La trayectoria de Jorge Campos forma parte del exilio interior que, con un trabajo siempre precario y propio del pluriempleo, se abrió paso en el mundo de las letras durante el franquismo. Las iniciativas relacionadas con las revistas y las editoriales, aquellas que muestran un mayor grado de aperturismo o inquietud, casi siempre vienen respaldadas por impulsores con un pasado similar al de Jorge Campos, que trabajó hasta el último momento y a pesar de la ceguera padecida por culpa de la diabetes.

En 1985, cuando era un joven profesor en la Universidad de Alicante, compré una edición modesta que recuerdo por el impacto que me causó. Su autor, Jorge Campos, ya había fallecido y a título póstumo apareció el volumen Cuentos sobre Alicante y Albatera, publicado con una correcta sobriedad por Anthropos.

Aquellos breves cuentos, escritos cuando el autor ya estaba ciego a partir de notas tomadas durante la dramática experiencia en los campos de concentración, me descubrieron una realidad solo conocida gracias a las obras de Max Aub, que todavía circulaban con alguna dificultad por entonces.
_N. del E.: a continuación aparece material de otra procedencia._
use async_trait::async_trait;
use governor::{DefaultDirectRateLimiter, Quota, RateLimiter};
use nonzero_ext::nonzero;
use reqwest::{Client, Url, header};
use secrecy::ExposeSecret;
use snafu::ResultExt;
use tracing::debug;

use crate::{
    models::{bar::Bar, bar_series::BarSeries, request_params::BarsRequest},
    providers::{
        ApiSnafu, ClientBuildSnafu, DataProvider, InvalidApiKeySnafu, InvalidUrlSnafu, NoDataSnafu,
        ProviderError, ProviderInitError, ReqwestSnafu,
        alpaca_rest::{
            credentials::AlpacaCredentials,
            params::{AlpacaBarsParams, construct_params},
            response::AlpacaResponse,
        },
        validate_request,
    },
};

const BASE_URL: &str = "https://data.alpaca.markets/v2/stocks";

/// Alpaca's free plan allows 200 data API calls per minute.
fn default_quota() -> Quota {
    Quota::per_minute(nonzero!(200u32))
}

/// `{BASE_URL}/{symbol}/bars`, with the symbol percent-encoded as one path segment.
pub fn bars_url(symbol: &str) -> Result<Url, ProviderError> {
    let mut url = Url::parse(BASE_URL).map_err(|e| {
        InvalidUrlSnafu {
            message: e.to_string(),
        }
        .build()
    })?;
    url.path_segments_mut()
        .map_err(|_| {
            InvalidUrlSnafu {
                message: format!("{BASE_URL} cannot take path segments"),
            }
            .build()
        })?
        .push(symbol)
        .push("bars");
    Ok(url)
}

pub struct AlpacaProvider {
    client: Client,
    limiter: DefaultDirectRateLimiter,
    params: AlpacaBarsParams,
}

impl AlpacaProvider {
    /// Creates a new Alpaca provider.
    ///
    /// Reads API keys from the `APCA_API_KEY_ID` and `APCA_API_SECRET_KEY`
    /// environment variables.
    pub fn new() -> Result<Self, ProviderInitError> {
        Self::with_credentials(AlpacaCredentials::from_env()?)
    }

    pub fn with_credentials(credentials: AlpacaCredentials) -> Result<Self, ProviderInitError> {
        let mut key_id = header::HeaderValue::from_str(credentials.api_key.expose_secret())
            .context(InvalidApiKeySnafu)?;
        key_id.set_sensitive(true);
        let mut secret = header::HeaderValue::from_str(credentials.secret_key.expose_secret())
            .context(InvalidApiKeySnafu)?;
        secret.set_sensitive(true);

        let mut headers = header::HeaderMap::new();
        headers.insert(header::HeaderName::from_static("apca-api-key-id"), key_id);
        headers.insert(header::HeaderName::from_static("apca-api-secret-key"), secret);

        let client = Client::builder()
            .default_headers(headers)
            .build()
            .context(ClientBuildSnafu)?;

        Ok(Self {
            client,
            limiter: RateLimiter::direct(default_quota()),
            params: AlpacaBarsParams::default(),
        })
    }

    /// Replaces the default request knobs (adjustment, feed, page size, order).
    pub fn with_params(mut self, params: AlpacaBarsParams) -> Self {
        self.params = params;
        self
    }

    /// Replaces the default 200/minute request budget.
    pub fn with_quota(mut self, quota: Quota) -> Self {
        self.limiter = RateLimiter::direct(quota);
        self
    }
}

#[async_trait]
impl DataProvider for AlpacaProvider {
    async fn fetch_daily_bars(&self, request: &BarsRequest) -> Result<BarSeries, ProviderError> {
        validate_request(request)?;

        let url = bars_url(&request.symbol)?;
        let mut bars: Vec<Bar> = Vec::new();
        let mut next_page_token: Option<String> = None;
        let mut page = 0usize;

        loop {
            let mut query_params = construct_params(request, &self.params);
            if let Some(token) = &next_page_token {
                query_params.push(("page_token".to_string(), token.clone()));
            }

            self.limiter.until_ready().await;
            let response = self
                .client
                .get(url.clone())
                .query(&query_params)
                .send()
                .await
                .context(ReqwestSnafu)?;

            let status = response.status();
            if !status.is_success() {
                let message = response
                    .text()
                    .await
                    .unwrap_or_else(|_| "Unknown API error".to_string());
                return ApiSnafu {
                    status: status.as_u16(),
                    message,
                }
                .fail();
            }

            let alpaca_response = response
                .json::<AlpacaResponse>()
                .await
                .context(ReqwestSnafu)?;

            let page_bars = alpaca_response.bars.unwrap_or_default();
            page += 1;
            debug!(
                symbol = %request.symbol,
                page,
                bars = page_bars.len(),
                "fetched alpaca bars page"
            );
            bars.extend(page_bars.into_iter().map(Bar::from));

            match alpaca_response.next_page_token {
                Some(token) => next_page_token = Some(token),
                None => break,
            }
        }

        if bars.is_empty() {
            return NoDataSnafu {
                symbol: request.symbol.clone(),
            }
            .fail();
        }

        Ok(BarSeries::new(request.symbol.clone(), bars))
    }
}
Desde esa lejana fecha, cada vez que oigo hablar de lo vivido cerca del puerto de Alicante cuando finalizó la guerra o del tremendo padecer en el campo de Albatera, recuerdo los cuentos de Jorge Campos. Periodistas como Eduardo de Guzmán y Manuel Navarro Ballesteros pasaron por allí y en sus sumarios, analizados en Las armas contra las letras (2023), queda constancia.

Aquella edición publicada hace cuarenta años es una reliquia de mi biblioteca y, cuando sus páginas amarillean, me llega otra nueva mucho más hermosa y cuidada. La ha publicado la editorial valenciana Media Vaca con las ilustraciones de mi amigo Pablo Auladell, que ya cuenta con una larga y premiada trayectoria en el campo de la ilustración donde figuran varios trabajos sobre obras literarias.



Pablo Auladell

La edición habría sido el sueño de Jorge Campos por lo cuidado del texto, la aportación de semblanzas como la de su amigo Ricardo Blasco y el testimonio de sus propios familiares, que en conversación con Pablo Auladell transmiten las circunstancias en que aparecieron unos cuentos dispuestos a desvelar una realidad que, a la altura de los años ochenta, todavía permanecía oculta para la inmensa mayoría de los lectores.

También la habría soñado Jorge Campos porque las ilustraciones nos trasladan el drama de una experiencia que permaneció ajena a la fotografía. Los represores franquistas tuvieron un especial interés en la ausencia de imágenes que documentaran aquella barbarie. Lo consiguieron en buena medida, pero numerosos dibujantes encabezados por José Robledano fueron dejando testimonio gráfico de la miseria, el miedo y la derrota de los republicanos que padecieron el paso por las cárceles y los campos de concentración.

A esta nómina de artistas ahora se suma un nieto de aquella generación, que lee con atención y dibuja con la sensibilidad de quien ha activado su imaginario gracias a testimonios como el de Jorge Campos. Esta confluencia y una editorial como Media Vaca, dispuesta a apostar fuerte, han permitido que aquellos cuentos capaces de sorprender por evocar una realidad ocultada e imprevista ahora tengan una nueva y confortable vida. Solo cabe que los lectores aprecien este regalo capaz de emocionar a quienes apostamos por mantener viva la memoria de la barbarie vivida durante la posguerra.